生活習慣病管理料への対応を改めて考える
いよいよ6月から、令和6年度診療報酬改定が実施される。食費、電気代などの値上げもやむを得ないという雰囲気の中、受診に関する話題も様々なメディアで取り上げられ、同様の雰囲気を醸し出している(参考:6月から初・再診時に負担増 医療従事者の賃上げで―診療報酬改定<時事通信>)。実施直前においても、やはり生活習慣病管理料に関する相談は多くある印象だ。これまでも生活習慣病管理料に関する情報はお届してきたが、今回は6月からの実施ということでこれまでよりも十分に時間があることで、考える時間が多くあり、対応方針などに変化が続いている。私自身もいろいろな話を聞いたりしながら、考え方を常に見直し、アップデートをし、そして見直すことを繰り返している。
参考:
生活習慣病管理料Ⅱを算定する医療機関に求められる連携の視点と評価の整理
あくまでも私の把握している範囲になるが、実際の備えの状況などを踏まえて、参考の一つにでもしていただければと思い、ご紹介したい。
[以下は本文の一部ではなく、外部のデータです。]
//! Error types for udp-tunnel
//!
//! Errors are split by blast radius: a [`RelayError`] only ever fails the
//! one request it belongs to, a [`SetupError`] stops the process before
//! any request is served, and a [`LifecycleError`] ends a supervised run.

use std::net::SocketAddr;

/// Failure of a single relayed request. Never fatal to the relay loop.
#[derive(Debug, thiserror::Error)]
pub enum RelayError {
    #[error("failed to connect to tunnel at {addr}: {source}")]
    Connect {
        addr: SocketAddr,
        source: std::io::Error,
    },

    #[error("session framing error: {source}")]
    Frame {
        #[from]
        source: udp_tunnel_net::FrameError,
    },

    #[error("no reply from tunnel within {0:?}")]
    Timeout(std::time::Duration),

    #[error("destination did not answer after {attempts} attempts")]
    RemoteTimeout { attempts: u8 },

    #[error("destination unreachable from remote relay")]
    Unreachable,

    #[error("failed to send reply to {addr}: {source}")]
    Send {
        addr: SocketAddr,
        source: std::io::Error,
    },
}

/// Process-fatal startup failures.
#[derive(Debug, thiserror::Error)]
pub enum SetupError {
    #[error(transparent)]
    Bind(#[from] udp_tunnel_net::BindError),

    #[error("invalid destination {destination:?}: expected host:port")]
    Destination { destination: String },

    #[error("retry policy must allow at least one attempt")]
    NoAttempts,

    #[error("failed to spawn {program}: {source}")]
    Spawn {
        program: String,
        source: std::io::Error,
    },

    #[error("failed to create temporary directory: {source}")]
    TempDir { source: std::io::Error },
}

/// Why a supervised run ended with an error.
#[derive(Debug, thiserror::Error)]
pub enum LifecycleError {
    #[error("tunnel process exited unexpectedly ({status})")]
    TunnelExited { status: String },

    #[error(transparent)]
    Setup(#[from] SetupError),

    #[error("relay stopped: {source}")]
    Relay { source: std::io::Error },
}

/// Failure of the remote kill during cleanup. Logged, never fatal.
#[derive(Debug, thiserror::Error)]
pub enum TeardownError {
    #[error("failed to run {program}: {source}")]
    Spawn {
        program: String,
        source: std::io::Error,
    },

    #[error("remote kill command failed ({0})")]
    Status(String),

    #[error("remote kill command did not finish within {0:?}")]
    Timeout(std::time::Duration),
}
use eyre::WrapErr;
use udp_tunnel::LocalRelay;
use udp_tunnel_net::Graceful;

use super::LocalArgs;

pub async fn run(args: LocalArgs) -> eyre::Result<()> {
    let relay = LocalRelay::bind(args.config())
        .await
        .wrap_err("failed to start local relay")?;

    let graceful = Graceful::new();
    super::serve_until_signal(relay.run(graceful.clone()), graceful).await
}
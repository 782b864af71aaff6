//! Request/reply framing over a single stream session.
//!
//! A session carries exactly one message in each direction. The writer
//! marks the end of its message by shutting down its write side, so the
//! reader simply accumulates until EOF; no length prefix is needed because
//! both ends of the tunnel are this crate. See [`crate::protocol`] for the
//! status byte that leads every reply.
//!
//! Reads are bounded: a peer that keeps writing past
//! [`MAX_DATAGRAM_SIZE`](crate::MAX_DATAGRAM_SIZE) gets
//! [`FrameError::Oversized`] instead of growing our buffer.

use tokio::io::{AsyncRead, AsyncReadExt, AsyncWrite, AsyncWriteExt};

use crate::MAX_DATAGRAM_SIZE;
use crate::protocol::{Reply, ReplyStatus};

/// Errors reading or writing a framed message.
#[derive(Debug, thiserror::Error)]
pub enum FrameError {
    #[error("IO error: {source}")]
    Io {
        #[from]
        source: std::io::Error,
    },

    #[error("message exceeds {limit} bytes")]
    Oversized { limit: usize },

    #[error("peer closed the session without replying")]
    Empty,

    #[error("unknown reply status byte: {0:#04x}")]
    UnknownStatus(u8),

    #[error("reply with status {0} is missing its body")]
    Truncated(ReplyStatus),
}

/// Write one request payload and half-close the stream.
pub async fn write_request<W>(writer: &mut W, payload: &[u8]) -> Result<(), FrameError>
where
    W: AsyncWrite + Unpin,
{
    if payload.len() > MAX_DATAGRAM_SIZE {
        return Err(FrameError::Oversized {
            limit: MAX_DATAGRAM_SIZE,
        });
    }

    writer.write_all(payload).await?;
    writer.shutdown().await?;
    Ok(())
}

/// Read one request payload, up to the peer's write-side shutdown.
///
/// An empty request is valid: UDP allows zero-length datagrams.
pub async fn read_request<R>(reader: &mut R) -> Result<Vec<u8>, FrameError>
where
    R: AsyncRead + Unpin,
{
    read_bounded(reader, MAX_DATAGRAM_SIZE).await
}

/// Write one reply and shut the stream down.
pub async fn write_reply<W>(writer: &mut W, reply: &Reply) -> Result<(), FrameError>
where
    W: AsyncWrite + Unpin,
{
    let mut frame = Vec::with_capacity(1 + MAX_DATAGRAM_SIZE);
    frame.push(reply.status().as_byte());

    match reply {
        Reply::Datagram(payload) => {
            if payload.len() > MAX_DATAGRAM_SIZE {
                return Err(FrameError::Oversized {
                    limit: MAX_DATAGRAM_SIZE,
                });
            }
            frame.extend_from_slice(payload);
        }
        Reply::Timeout { attempts } => frame.push(*attempts),
        Reply::Unreachable => {}
    }

    writer.write_all(&frame).await?;
    writer.shutdown().await?;
    Ok(())
}

/// Read one reply, up to the peer closing the stream.
pub async fn read_reply<R>(reader: &mut R) -> Result<Reply, FrameError>
where
    R: AsyncRead + Unpin,
{
    let frame = read_bounded(reader, 1 + MAX_DATAGRAM_SIZE).await?;
    decode_reply(frame)
}

fn decode_reply(mut frame: Vec<u8>) -> Result<Reply, FrameError> {
    let Some(&first) = frame.first() else {
        return Err(FrameError::Empty);
    };
    let status = ReplyStatus::from_byte(first).ok_or(FrameError::UnknownStatus(first))?;

    match status {
        ReplyStatus::Ok => {
            frame.remove(0);
            Ok(Reply::Datagram(frame))
        }
        ReplyStatus::Timeout => match frame.get(1) {
            Some(&attempts) => Ok(Reply::Timeout { attempts }),
            None => Err(FrameError::Truncated(status)),
        },
        ReplyStatus::Unreachable => Ok(Reply::Unreachable),
    }
}

async fn read_bounded<R>(reader: &mut R, limit: usize) -> Result<Vec<u8>, FrameError>
where
    R: AsyncRead + Unpin,
{
    let mut buf = Vec::new();
    // One extra byte tells "exactly at the limit" apart from "over it".
    reader.take(limit as u64 + 1).read_to_end(&mut buf).await?;

    if buf.len() > limit {
        return Err(FrameError::Oversized { limit });
    }
    Ok(buf)
}

#[cfg(test)]
mod tests {
    use super::*;
    use tokio_test::{assert_err, assert_ok};

    #[tokio::test]
    async fn test_request_is_delimited_by_half_close() {
        let (mut client, mut server) = tokio::io::duplex(4096);

        assert_ok!(write_request(&mut client, b"\x01\x02\x03").await);
        let request = assert_ok!(read_request(&mut server).await);

        assert_eq!(request, b"\x01\x02\x03");
    }

    #[tokio::test]
    async fn test_max_size_request_is_not_truncated() {
        let (mut client, mut server) = tokio::io::duplex(4096);
        let payload: Vec<u8> = (0..MAX_DATAGRAM_SIZE).map(|i| (i % 251) as u8).collect();

        write_request(&mut client, &payload).await.unwrap();
        let request = read_request(&mut server).await.unwrap();

        assert_eq!(request.len(), MAX_DATAGRAM_SIZE);
        assert_eq!(request, payload);
    }

    #[tokio::test]
    async fn test_oversized_request_is_rejected_by_reader() {
        let (mut client, mut server) = tokio::io::duplex(8192);

        // Bypass write_request, which refuses to send it.
        client.write_all(&[0u8; MAX_DATAGRAM_SIZE + 1]).await.unwrap();
        client.shutdown().await.unwrap();

        let result = read_request(&mut server).await;
        assert!(matches!(result, Err(FrameError::Oversized { limit: MAX_DATAGRAM_SIZE })));
    }

    #[tokio::test]
    async fn test_oversized_request_is_rejected_by_writer() {
        let (mut client, _server) = tokio::io::duplex(8192);

        let err = assert_err!(write_request(&mut client, &[0u8; MAX_DATAGRAM_SIZE + 1]).await);
        assert!(matches!(err, FrameError::Oversized { .. }));
    }

    #[tokio::test]
    async fn test_datagram_reply() {
        let (mut server, mut client) = tokio::io::duplex(4096);

        write_reply(&mut server, &Reply::Datagram(b"\xAA\xBB".to_vec()))
            .await
            .unwrap();

        assert_eq!(
            read_reply(&mut client).await.unwrap(),
            Reply::Datagram(b"\xAA\xBB".to_vec())
        );
    }

    #[tokio::test]
    async fn test_max_size_reply_is_not_truncated() {
        let (mut server, mut client) = tokio::io::duplex(4096);
        let payload = vec![0x5a; MAX_DATAGRAM_SIZE];

        write_reply(&mut server, &Reply::Datagram(payload.clone()))
            .await
            .unwrap();

        assert_eq!(read_reply(&mut client).await.unwrap(), Reply::Datagram(payload));
    }

    #[tokio::test]
    async fn test_empty_datagram_reply_is_not_an_error() {
        let (mut server, mut client) = tokio::io::duplex(64);

        write_reply(&mut server, &Reply::Datagram(Vec::new())).await.unwrap();

        assert_eq!(read_reply(&mut client).await.unwrap(), Reply::Datagram(Vec::new()));
    }

    #[tokio::test]
    async fn test_timeout_reply_carries_attempts() {
        let (mut server, mut client) = tokio::io::duplex(64);

        write_reply(&mut server, &Reply::Timeout { attempts: 5 }).await.unwrap();

        assert_eq!(read_reply(&mut client).await.unwrap(), Reply::Timeout { attempts: 5 });
    }

    #[tokio::test]
    async fn test_closed_without_reply() {
        let (server, mut client) = tokio::io::duplex(64);
        drop(server);

        let err = assert_err!(read_reply(&mut client).await);
        assert!(matches!(err, FrameError::Empty));
    }

    #[tokio::test]
    async fn test_unknown_status() {
        let (mut server, mut client) = tokio::io::duplex(64);
        server.write_all(&[0x7f, 1, 2]).await.unwrap();
        drop(server);

        assert!(matches!(
            read_reply(&mut client).await,
            Err(FrameError::UnknownStatus(0x7f))
        ));
    }

    #[tokio::test]
    async fn test_timeout_without_attempts_is_truncated() {
        let (mut server, mut client) = tokio::io::duplex(64);
        server.write_all(&[ReplyStatus::Timeout.as_byte()]).await.unwrap();
        drop(server);

        assert!(matches!(
            read_reply(&mut client).await,
            Err(FrameError::Truncated(ReplyStatus::Timeout))
        ));
    }
}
糖尿病患者を例にして、初診を含めて生活習慣病管理を6か月間診療する場合を見てみると、患者の状態(重症度だけではなく、経済も含めて)に応じて、いろんなパターンがある。生活習慣病の場合は、半年・1年単位での患者負担の違いなども検討し、本人に説明をすることも必要になってくるだろう。また、生活習慣病管理料ⅠとⅡの患者が同一医療機関内に混在してもよいことになっているので、診療時間のリソースを適正に配分するためのオンライン診療や長期処方の活用も視野に入れておきたい。
生活習慣病管理料Ⅱは、従来の特定疾患療養管理料とほぼ同様の考え方だ。検査が包括されていないため、オンライン診療ができるのがメリットになる。そのため、これまで特定疾患療養管理料で管理をしてきた一般診療所を主な対象としていると考えられる。外来栄養食事指導料や診療情報提供料など連携にまつわる項目の併算定が可能となっている(参照:生活習慣病管理料Ⅱを算定する医療機関に求められる連携の視点と評価の整理)。
なお、特定疾患療養管理料と異なり、月に1回しか算定ができない。基本的には、病状が安定している患者を対象としているともいえるが、生活習慣病に限らず頻回な検査が多い患者の場合などでも経営的側面から生活習慣病管理料Ⅱを選択することも考えておく必要がある。オンライン診療・長期処方への対応も可能であること、また同一医療機関内で生活習慣病管理料ⅠとⅡの患者が混在しても構わないことになっていることから、重症患者の割合が増えてきた場合は、意識的にオンライン診療・長期処方の患者割合を高めるなど調整し、重症患者の対応時間を創り出すことや、在宅医療や専門外来などの新規の取組を創出する時間を創り出すなども考えていきたい。
生活習慣病管理料ⅠとⅡでは、療養計画書の作成が必須で、初回は患者からの署名が必要だ(2回目以降は療養計画に大きな変更がなければ署名は不要)。生活習慣病管理料の算定を開始する初回に時間をかけて話をし、一般的に言えることについてはテンプレート化しつつ、患者の個別性が伝わるように計画へ反映して作ることが何よりも重要だ。オンライン診療・長期処方で管理をしていく場合は、服薬フォローをする薬局とも目標を共有していくことも考えたい。
実施後、様々な問題が多く出てくることが容易に考えられるので、新たな情報を得られたらお伝えしていきたい。本記事は、あくまでも、ご参考までに。